Für (mäßige) Unterhaltung ist gesorgt: SPÖ-Chefin Pamela Rendi-Wagner hat dem burgenländischen Landeshauptmann Hans Peter Doskozil (SPÖ) unterstellt, den nunmehrigen FPÖ-Obmann Herbert Kick imitieren zu wollen. Wie dieser seinen Vorgänger Norbert Hofer gemobbt habe, versucht er es demnach nun mit ihr. Sie aber werde „dieser destruktiven Art keinen Millimeter weichen“. Doskozil hatte den Zustand der Partei zuvor mit dem der ÖVP von Reinhold Mitterlehner verglichen.

Man kann sich wundern: Worauf will sie hinaus? Sie lässt etwas eskalieren, was der Partei schon lange zu schaffen macht und wofür sie im konkreten Fall bzw. in letzter Konsequenz auch keine befriedigende Lösung erzwingen kann: Parteiausschluss von Doskozil, Sprechverbot? Undenkbar, zumal der Burgenländer das kaum mir nichts, dir nichts hinnehmen würde, könnte beides zu einer Spaltung führen.

Spätestens seit der Ablöse von Werner Faymann ist es vorbei mit der Geschlossenheit, wie sie einst kennzeichnend war für die SPÖ. Schon dessen unmittelbarer Nachfolger Christian Kern hat es verabsäumt, einen Konflikt zu klären. Faymann-Anhänger blieben nicht nur, sondern waren auf Rache aus. Sie wollten Kern scheitern sehen. Letztlich haben sie es geschafft.

Rendi-Wagner löst nun wiederum ihren Konflikt mit Doskozil nicht nur nicht, sondern trägt ihn öffentlich aus. Wobei bemerkenswert ist, wie unbeteiligt, um nicht zu sagen desinteressiert, mächtige Genossen von Gewerkschaftern bis zum Wiener Bürgermeister Michael Ludwig wirken. Man könnte meinen, es sei ihnen egal.

Dabei schwächt dieser Zustand die SPÖ insgesamt: Sie ist eher nur eine Dreiviertelpartei. Das kommt in den 75 Prozent zum Ausdruck, mit denen Rendi-Wagner auf dem Parteitag im Amt bestätigt wurde; da fehlte ein Viertel für sie, aber auch die Schlagkraft der SPÖ.

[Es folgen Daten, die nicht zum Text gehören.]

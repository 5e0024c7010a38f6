//! Chain-reader capability for the EVM transaction test harness.
//!
//! This module defines the read side of the harness: head height, blocks with
//! their full transaction lists, receipts and balances. It also owns the
//! receipt polling loop, so callers that need a terminal receipt make a single
//! suspending call instead of polling themselves.

use async_trait::async_trait;
use harness_types::{Address, Block, TransactionHash, TransactionReceipt, U256};
use std::time::Duration;
use thiserror::Error;
use tracing::instrument;

/// Re-export implementations
pub mod implementations {
	pub mod evm {
		pub mod alloy;
	}
}

/// Errors that can occur while reading chain state.
#[derive(Debug, Error)]
pub enum ChainError {
	/// Error that occurs during network communication.
	#[error("Network error: {0}")]
	Network(String),
	/// The node has no block at the requested height.
	#[error("Block {0} not found")]
	BlockNotFound(u64),
	/// No receipt appeared within the polling budget.
	#[error("Timeout waiting for receipt of {hash} after {waited_secs} seconds")]
	ReceiptTimeout {
		hash: TransactionHash,
		waited_secs: u64,
	},
}

/// How often and for how long to poll for a receipt.
#[derive(Debug, Clone, Copy, PartialEq, Eq)]
pub struct ReceiptPolling {
	pub interval: Duration,
	pub timeout: Duration,
}

impl ReceiptPolling {
	pub fn new(interval: Duration, timeout: Duration) -> Self {
		Self { interval, timeout }
	}
}

impl Default for ReceiptPolling {
	fn default() -> Self {
		Self {
			interval: Duration::from_secs(2),
			timeout: Duration::from_secs(120),
		}
	}
}

/// Trait defining the interface for chain readers.
#[async_trait]
pub trait ChainReader: Send + Sync {
	/// Height of the current chain head.
	async fn get_block_number(&self) -> Result<u64, ChainError>;

	/// Block at `height` with full transaction objects.
	async fn get_block(&self, height: u64) -> Result<Block, ChainError>;

	/// Receipt for `hash` if the transaction has been mined.
	///
	/// Returns `Ok(None)` while the transaction is unknown or pending; the
	/// two are not distinguished.
	async fn get_receipt(
		&self,
		hash: &TransactionHash,
	) -> Result<Option<TransactionReceipt>, ChainError>;

	/// Suspends until `hash` has a receipt.
	async fn wait_for_receipt(&self, hash: &TransactionHash)
		-> Result<TransactionReceipt, ChainError>;

	/// Native token balance of `address` in wei.
	async fn get_balance(&self, address: &Address) -> Result<U256, ChainError>;
}

/// Polls `reader` for a receipt until one appears or `polling.timeout` elapses.
///
/// Transport errors end the wait immediately.
#[instrument(skip_all, fields(tx_hash = %hash.short()))]
pub async fn poll_for_receipt<R>(
	reader: &R,
	hash: &TransactionHash,
	polling: ReceiptPolling,
) -> Result<TransactionReceipt, ChainError>
where
	R: ChainReader + ?Sized,
{
	let start_time = tokio::time::Instant::now();

	tracing::debug!(
		timeout_secs = polling.timeout.as_secs(),
		"Waiting for transaction receipt"
	);

	loop {
		if let Some(receipt) = reader.get_receipt(hash).await? {
			tracing::debug!(
				block = receipt.block_number,
				success = receipt.success,
				elapsed_ms = start_time.elapsed().as_millis() as u64,
				"Receipt available"
			);
			return Ok(receipt);
		}

		if start_time.elapsed() >= polling.timeout {
			return Err(ChainError::ReceiptTimeout {
				hash: *hash,
				waited_secs: polling.timeout.as_secs(),
			});
		}

		tracing::trace!(
			elapsed_secs = start_time.elapsed().as_secs(),
			"Transaction not yet mined"
		);
		tokio::time::sleep(polling.interval).await;
	}
}

#[cfg(test)]
mod tests {
	use super::*;
	use harness_types::B256;
	use std::sync::atomic::{AtomicUsize, Ordering};

	/// Reader whose receipt appears after a fixed number of lookups.
	struct SlowMiner {
		lookups_until_mined: usize,
		lookups: AtomicUsize,
		fail: bool,
	}

	impl SlowMiner {
		fn new(lookups_until_mined: usize) -> Self {
			Self {
				lookups_until_mined,
				lookups: AtomicUsize::new(0),
				fail: false,
			}
		}
	}

	#[async_trait]
	impl ChainReader for SlowMiner {
		async fn get_block_number(&self) -> Result<u64, ChainError> {
			Ok(0)
		}

		async fn get_block(&self, height: u64) -> Result<Block, ChainError> {
			Err(ChainError::BlockNotFound(height))
		}

		async fn get_receipt(
			&self,
			hash: &TransactionHash,
		) -> Result<Option<TransactionReceipt>, ChainError> {
			if self.fail {
				return Err(ChainError::Network("connection refused".into()));
			}
			let seen = self.lookups.fetch_add(1, Ordering::SeqCst) + 1;
			Ok((seen >= self.lookups_until_mined).then(|| TransactionReceipt {
				hash: *hash,
				block_number: 42,
				success: true,
				gas_used: 21_000,
				effective_gas_price: Some(1),
			}))
		}

		async fn wait_for_receipt(
			&self,
			hash: &TransactionHash,
		) -> Result<TransactionReceipt, ChainError> {
			poll_for_receipt(self, hash, ReceiptPolling::default()).await
		}

		async fn get_balance(&self, _address: &Address) -> Result<U256, ChainError> {
			Ok(U256::ZERO)
		}
	}

	fn hash() -> TransactionHash {
		TransactionHash(B256::repeat_byte(0x42))
	}

	#[tokio::test(start_paused = true)]
	async fn test_polls_until_mined() {
		let reader = SlowMiner::new(3);
		let receipt = reader.wait_for_receipt(&hash()).await.unwrap();
		assert_eq!(receipt.block_number, 42);
		assert_eq!(reader.lookups.load(Ordering::SeqCst), 3);
	}

	#[tokio::test(start_paused = true)]
	async fn test_times_out_when_never_mined() {
		let reader = SlowMiner::new(usize::MAX);
		let polling = ReceiptPolling::new(Duration::from_secs(1), Duration::from_secs(5));
		let err = poll_for_receipt(&reader, &hash(), polling).await.unwrap_err();
		match err {
			ChainError::ReceiptTimeout { hash: h, waited_secs } => {
				assert_eq!(h, hash());
				assert_eq!(waited_secs, 5);
			}
			other => panic!("unexpected error: {other}"),
		}
	}

	#[tokio::test(start_paused = true)]
	async fn test_transport_error_is_not_retried() {
		let mut reader = SlowMiner::new(1);
		reader.fail = true;
		let err = reader.wait_for_receipt(&hash()).await.unwrap_err();
		assert!(matches!(err, ChainError::Network(_)));
	}
}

Das macht sich auch in den Umfragewerten bemerkbar: Die SPÖ liegt – in der aktuellen „Sonntagsfrage“ des Wochenmagazins „profil“ – mit 22 Prozent nur knapp über ihrem historisch schlechtesten Wahlergebnis von 2019 (21,2 Prozent). Mehr noch als aufgrund der türkisen Affären könnte ihr dies aufgrund die Schwierigkeiten zu denken geben, die die Grünen als Regierungspartei haben. Diese sind in der Kontrolle ebenso gehemmt, wie sie in Asylfragen Dinge akzeptieren müssen, die ihnen widerstreben. Von der Papierform her könnte es enttäuschte Grünen-Wähler unter diesen Umständen zur SPÖ zurückziehen. Das geschieht jedoch nicht. Die einzige Partei, die zuletzt deutlich gewonnen hat, ist Neos; sie liegt mit zwölf Prozent um die Hälfte über ihrem Wahlergebnis (8,1 Prozent).